No mercado, tive a oportunidade de trabalhar com algumas dezenas de desenvolvedores com programação em par, em diversos projetos XP e, em todos os casos, os desenvolvedores se adaptaram bem a essa técnica e nenhuma das equipes pensa em voltar atrás. Todas mantém a prática de forma consistente, algumas há quase dois anos. Na UFRJ, onde ministrei curso de XP para a graduação diversas vezes, meu alunos (que de um modo geral são dos últimos períodos) não trabalhavam antes com a programação em par e sempre acabaram se adaptando bem a ela com uma ou outra exceção. As exceções existem, mas são apenas exceções.

Adoção

Apesar de tudo o que foi dito acima, se você acredita que a programação em par não funcionaria no seu caso ou no caso da sua empresa, provavelmente você está certo e não há muito mais o que eu possa fazer aqui. Em todo o caso, antes de jogar a idéia fora, a minha sugestão é que você a experimente por alguns dias. Não durante uma ou duas horas apenas. Tente utilizá-la, por exemplo, durante uma semana, apenas para fazer um pequeno experimento. Imagino o quanto o seu projeto deva ser importante e como você tem pouco tempo, mas experimentar durante alguns dias não fará um mal tão grande assim. No pior dos casos, você realmente terá perdido algum tempo. Mas, se tudo der certo, talvez você descubra uma tremenda oportunidade de melhorar seu projeto e ganhar muito tempo adiante. Tente experimentar, de mente aberta, apenas por poucos dias. Afinal, é sempre fácil dizer que algo não funciona sem experimentar, mas normalmente é muito mais recompensador e instrutivo se dar a chance de experimentar. Porque quando funciona, você ganha alguma coisa nova, mas mesmo se não funcionar, no mínimo você passa a poder dizer que não funciona e que você sabe disso, por ter experimentado. Ninguém vai poder dizer que você não tem autoridade para falar do assunto.

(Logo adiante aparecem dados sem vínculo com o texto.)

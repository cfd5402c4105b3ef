//! Search orchestration.
//!
//! Wraps the ticket client with an outer retry policy (distinct from the
//! client's single CSRF retry), converts provider trains into offers and
//! matches them against alert criteria.

mod alert;
mod config;
mod error;
mod service;

pub use alert::{AlertCriteria, matches_alert};
pub use config::RetryConfig;
pub use error::{FailureKind, SearchError};
pub use service::{SearchService, TrainProvider};
//! Domain types for the ticket bot.
//!
//! Validated values that the rest of the crate passes around: fares,
//! languages, queries and normalised train offers. Provider wire shapes
//! live in `railway`; these types never see raw JSON.

mod language;
mod offer;
mod price;
mod query;
mod time;

#[cfg(test)]
pub(crate) use offer::fixtures;
pub use language::{Language, UnknownLanguage};
pub use offer::{CarOffer, FareTariff, TrainOffer};
pub use price::Price;
pub use query::SearchQuery;
pub use time::{
    PROVIDER_DATETIME_FORMAT, REQUEST_DATE_FORMAT, TimeError, format_request_date,
    parse_provider_datetime, parse_request_date,
};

Programação em par é uma técnica que tem várias justificativas, porém só se percebe o seu real valor utilizando. Muitas coisas que acontecem naturalmente durante o seu uso, só são realmente percebidas enquanto se utiliza. A teoria, as justificativas, as pesquisas, os resultados estatísticos, entre outros são interessantes e têm o seu papel, mas o que realmente faz a diferença é experimentar e sentir os seus efeitos. Isso vale mais do que qualquer palavra que você tenha lido até aqui, mais do que qualquer pesquisa ou qualquer coisa que falem com você a esse respeito. E, a propósito, se for possível, experimente não apenas com outro desenvolvedor, mas com vários. Assim, você terá a exata noção do que a programação em par pode fazer por você e um gostinho de uma das partes do XP.

Vinícius Manhães Teles

Vinícius Manhães Teles - Sócio-diretor e fundador da Improve It, autor do primeiro livro escrito no Brasil sobre Extreme Programming. Atua periodicamente como coach em Extreme Programming, orientação a objetos e Java. É mestre e bacharel em informática pela Universidade Federal do Rio de Janeiro (UFRJ) e um dos pioneiros na utilização do Extreme Programming no Brasil, tendo atuado em diversos projetos XP, em empresas tais como Vale do Rio Doce, Tema Sistemas, Ancar, Paggo, entre outras.
Também é fundador e coordenador do Grupo XP Rio, que promove o uso do Extreme Programming no Rio de Janeiro. Além disso, é um palestrante conhecido, tendo feito apresentações sobre XP em dezenas de empresas e eventos em todo o Brasil.